Mais que vois-je ? La petite pale se détache, là, sur le sol de terre battue, au pied de l’établi. Je vais sauter. Je connais le parcours pour redescendre tranquillement : un premier bond sur la grosse poutre en chêne, un deuxième sur l’ancienne fenêtre, un troisième sur l’établi, et en deux temps, trois mouvements, me voilà par terre. La routine pour moi. Seulement, avant que j’aie le temps de décoller, voici qu’un gros mulot mal élevé s’approche de l’objet convoité, et le sent, en agitant le museau. Tous les indicateurs de mon ordinateur interne de dragon-chat sont au rouge ! Un molut… un mulot ! Un gros mulot bien gras ! Je ne me sens plus du tout dragon, ni héros, ni seigneur, maintenant. Je ne suis plus qu’un chat, un chat trop faible pour résister à la tentation d’une bonne chasse nocturne. Le masque est devenu peau. L’habit a fini par faire le moine.  Et si je m’élance vers le but de ma quête, ce n’est même pas pour empêcher la bestiole de me l’enlever ! Non, là, j’ai vraiment tout oublié, je dois dire, de ma pauvre copine devenue muette.  Je ne vais pas parlementer avec l’ennemi. Je ne vais pas lui servir un quelconque baratin de dragon pacifique mais néanmoins héroïque pour l’éloigner dans le calme et la raison. Je ne vais pas souffler non plus une trop traditionnelle flamme géante pour l’effrayer ou le rôtir. Un, ce serait trop facile, indigne de moi. Un dragon contre un mulot ! Combat ridicule, quoique certaines légendes disent que la petite bête est parfois plus maligne que la grosse. Deux, je me sens tout à fait chat en cet étrange instant.

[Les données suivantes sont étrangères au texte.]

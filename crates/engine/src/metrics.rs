//! Ingest-side metrics
//!
//! Atomic counters for the enqueue path. Drain-side counters live with
//! the drain scheduler.

use std::sync::atomic::{AtomicU64, Ordering};

/// Counters for rows entering the engine
#[derive(Debug, Default)]
pub struct EngineMetrics {
    /// Rows accepted into a queue
    rows_enqueued: AtomicU64,

    /// Rows refused by a queue at capacity
    rows_rejected: AtomicU64,

    /// Request bodies that did not parse as rows
    parse_failures: AtomicU64,
}

impl EngineMetrics {
    /// Create a new metrics instance with all counters at zero
    #[inline]
    pub const fn new() -> Self {
        Self {
            rows_enqueued: AtomicU64::new(0),
            rows_rejected: AtomicU64::new(0),
            parse_failures: AtomicU64::new(0),
        }
    }

    /// Record the outcome of one enqueued batch
    #[inline]
    pub fn record_batch(&self, accepted: u64, rejected: u64) {
        self.rows_enqueued.fetch_add(accepted, Ordering::Relaxed);
        self.rows_rejected.fetch_add(rejected, Ordering::Relaxed);
    }

    /// Record a request body that failed to parse
    #[inline]
    pub fn record_parse_failure(&self) {
        self.parse_failures.fetch_add(1, Ordering::Relaxed);
    }

    /// Get rows enqueued so far (for logging)
    #[inline]
    pub fn rows_enqueued(&self) -> u64 {
        self.rows_enqueued.load(Ordering::Relaxed)
    }

    /// Get a point-in-time copy of all counters
    #[inline]
    pub fn snapshot(&self) -> EngineMetricsSnapshot {
        EngineMetricsSnapshot {
            rows_enqueued: self.rows_enqueued.load(Ordering::Relaxed),
            rows_rejected: self.rows_rejected.load(Ordering::Relaxed),
            parse_failures: self.parse_failures.load(Ordering::Relaxed),
        }
    }
}

/// Point-in-time snapshot of ingest metrics
#[derive(Debug, Clone, Copy, PartialEq, Eq, Default)]
pub struct EngineMetricsSnapshot {
    /// Rows accepted into a queue
    pub rows_enqueued: u64,
    /// Rows refused by a queue at capacity
    pub rows_rejected: u64,
    /// Request bodies that did not parse
    pub parse_failures: u64,
}

#[cfg(test)]
mod tests {
    use super::*;

    #[test]
    fn test_batches_accumulate() {
        let metrics = EngineMetrics::new();

        metrics.record_batch(5, 0);
        metrics.record_batch(2, 3);
        metrics.record_parse_failure();

        let snapshot = metrics.snapshot();
        assert_eq!(snapshot.rows_enqueued, 7);
        assert_eq!(snapshot.rows_rejected, 3);
        assert_eq!(snapshot.parse_failures, 1);
    }
}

Troublé par cette incertitude identitaire soudaine, je suis moins précis que de coutume dans mon parcours, et au lieu de poser les pattes comme prévu sur le bord de l’établi, avant de sauter sur le sol où se trouve le nouvel objet de ma quête de chat-plus-que-dragon, j’atterris les quatre pattes dans un récipient carré, posé au milieu du reste, et plein d’un liquide visqueux et noir. La voilà, l’huile de vidange dont je vous ai parlé au début !

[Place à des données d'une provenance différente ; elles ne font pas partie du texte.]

//! Partition drain worker
//!
//! One drain owns a partition's queue for a bounded window: pop rows in
//! order, append each to the sink channel under its offset token, and
//! once a budget is spent, wait for the sink to report the last sent
//! offset as committed before letting the partition go.

use std::sync::Arc;
use std::time::Instant;

use spillway_buffer::RowQueue;
use spillway_channel::{ChannelRegistry, SinkChannel};
use spillway_config::DrainConfig;
use spillway_protocol::OffsetToken;

use crate::error::DrainTaskError;
use crate::metrics::DrainMetrics;

/// How a partition drain ended.
#[derive(Debug, Clone, Copy, PartialEq, Eq)]
pub enum TerminationReason {
    /// The drain spent its budget and ran its commit wait
    Success,
    /// The channel faulted mid-append and was invalidated
    ChannelError,
    /// Anything else went wrong
    UnexpectedError,
}

impl std::fmt::Display for TerminationReason {
    fn fmt(&self, f: &mut std::fmt::Formatter<'_>) -> std::fmt::Result {
        let s = match self {
            Self::Success => "success",
            Self::ChannelError => "channel_error",
            Self::UnexpectedError => "unexpected_error",
        };
        f.write_str(s)
    }
}

/// How the post-drain commit wait ended.
///
/// Every outcome still counts as a successful drain; the distinction
/// matters for logs and for anyone watching sink lag.
#[derive(Debug, Clone, Copy, PartialEq, Eq)]
pub enum CommitWaitOutcome {
    /// The sink reported the last sent offset as committed
    OffsetMatched,
    /// The wait budget ran out before the offsets lined up
    OffsetNeverMatched,
    /// The sink reported a token stamped by a newer process epoch
    InvalidEpoch,
}

impl std::fmt::Display for CommitWaitOutcome {
    fn fmt(&self, f: &mut std::fmt::Formatter<'_>) -> std::fmt::Result {
        let s = match self {
            Self::OffsetMatched => "offset_matched",
            Self::OffsetNeverMatched => "offset_never_matched",
            Self::InvalidEpoch => "invalid_epoch",
        };
        f.write_str(s)
    }
}

/// Drains one row queue into its sink channel.
///
/// The worker is stateless across invocations; everything it needs to
/// know about a partition lives in the queue and the channel registry.
pub struct PartitionDrainWorker {
    /// Epoch stamped into every offset token this process emits
    epoch_millis: u64,
    channels: Arc<ChannelRegistry>,
    config: DrainConfig,
    metrics: Arc<DrainMetrics>,
}

impl PartitionDrainWorker {
    pub fn new(
        epoch_millis: u64,
        channels: Arc<ChannelRegistry>,
        config: DrainConfig,
        metrics: Arc<DrainMetrics>,
    ) -> Self {
        Self {
            epoch_millis,
            channels,
            config,
            metrics,
        }
    }

    /// Drain the queue until a budget is spent, then wait for the sink
    /// to commit the last sent offset.
    ///
    /// Never fails: every error maps to a termination reason, and the
    /// outcome lands in the metrics either way.
    pub async fn drain(&self, queue: &RowQueue) -> TerminationReason {
        let reason = match self.try_drain(queue).await {
            Ok(reason) => reason,
            Err(e) => {
                tracing::error!(key = %queue.key(), error = %e, "partition drain failed");
                self.channels.invalidate(queue.key()).await;
                TerminationReason::UnexpectedError
            }
        };
        self.metrics.record_termination(reason);
        reason
    }

    async fn try_drain(&self, queue: &RowQueue) -> Result<TerminationReason, DrainTaskError> {
        let key = queue.key();

        let mut channel = self.channels.channel_for(key).await?;
        if !channel.is_valid() {
            tracing::warn!(
                key = %key,
                channel = channel.name(),
                "cached channel went invalid, reopening"
            );
            self.channels.invalidate(key).await;
            channel = self.channels.channel_for(key).await?;
        }

        let started = Instant::now();
        let mut rows_sent: u64 = 0;
        let mut last_sent: Option<OffsetToken> = None;

        loop {
            if started.elapsed() >= self.config.max_drain_duration
                || rows_sent >= self.config.max_records_per_drain
            {
                break;
            }

            let Some(entry) = queue.dequeue_one() else {
                tokio::time::sleep(self.config.empty_poll_interval).await;
                continue;
            };

            let token = OffsetToken::new(entry.offset, self.epoch_millis);
            match channel.append_row(&entry.row, &token.to_string()).await {
                Ok(outcome) => {
                    for error in &outcome.errors {
                        tracing::warn!(
                            key = %key,
                            offset = entry.offset,
                            error = %error,
                            "sink flagged row content, continuing"
                        );
                    }
                    rows_sent += 1;
                    last_sent = Some(token);
                    self.metrics.record_row_drained();
                }
                Err(e) => {
                    tracing::error!(
                        key = %key,
                        offset = entry.offset,
                        error = %e,
                        "channel fault while appending, abandoning drain"
                    );
                    self.channels.invalidate(key).await;
                    return Ok(TerminationReason::ChannelError);
                }
            }
        }

        let outcome = self.wait_for_commit(channel.as_ref(), last_sent).await?;
        tracing::debug!(
            key = %key,
            rows_sent,
            outcome = %outcome,
            elapsed_ms = started.elapsed().as_millis() as u64,
            "partition drain finished"
        );
        Ok(TerminationReason::Success)
    }

    /// Poll the sink until the committed offset equals the last sent
    /// offset, the wait budget runs out, or a newer epoch shows up.
    ///
    /// A drain that sent nothing has nothing to wait for.
    pub(crate) async fn wait_for_commit(
        &self,
        channel: &dyn SinkChannel,
        last_sent: Option<OffsetToken>,
    ) -> Result<CommitWaitOutcome, DrainTaskError> {
        let Some(sent) = last_sent else {
            return Ok(CommitWaitOutcome::OffsetMatched);
        };

        let interval = self.config.commit_poll_interval;
        let attempts =
            (self.config.max_commit_wait.as_millis() / interval.as_millis().max(1)) as u64;

        for _ in 0..attempts {
            tokio::time::sleep(interval).await;

            let Some(text) = channel.latest_committed_token().await? else {
                continue;
            };
            if text.is_empty() {
                continue;
            }

            let committed: OffsetToken = text.parse()?;
            if committed.epoch_millis() > self.epoch_millis {
                tracing::warn!(
                    channel = channel.name(),
                    committed = %committed,
                    epoch_millis = self.epoch_millis,
                    "sink reports a token from a newer process epoch, giving up the wait"
                );
                return Ok(CommitWaitOutcome::InvalidEpoch);
            }
            if committed.offset() == sent.offset() {
                return Ok(CommitWaitOutcome::OffsetMatched);
            }

            tracing::trace!(
                channel = channel.name(),
                committed = %committed,
                sent = %sent,
                "sink not caught up yet"
            );
        }

        tracing::warn!(
            channel = channel.name(),
            sent = %sent,
            wait = ?self.config.max_commit_wait,
            "sink never reported the last sent offset as committed"
        );
        Ok(CommitWaitOutcome::OffsetNeverMatched)
    }
}

impl std::fmt::Debug for PartitionDrainWorker {
    fn fmt(&self, f: &mut std::fmt::Formatter<'_>) -> std::fmt::Result {
        f.debug_struct("PartitionDrainWorker")
            .field("epoch_millis", &self.epoch_millis)
            .finish_non_exhaustive()
    }
}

Je ne m’attarde pas sur la fin de l’histoire. Le mulot a filé, la pale s’est trouvée engluée dans une flaque d’huile, impossible à récupérer. Et moi, je suis retourné miauler, honteux, collant et méphitique à la porte de la maison.  J’ai tout tâché. Forcément. On s’est inquiété pour moi, et du coup, on m’a lavé. Sous la douche ! Pendant des heures. Avec tout un tas de produits. En me parlant gentiment. Une torture absolue, la façon d’aimer des humains ! Là, j’ai compris que le zoo ou la savane, même sans coussins à disposition, sans croquettes haut de gamme, ça pouvait avoir du bon. Seulement, je crois que c’est trop tard. Je crois que je ne suis plus vraiment un dragon. Mais, à bien y penser, l’ai-je seulement été un jour ?

Ecrit pour l’agenda ironique de février, dont le sujet brûlant est proposé par Frog sur son blog, aussi vif que vert: In the writing garden.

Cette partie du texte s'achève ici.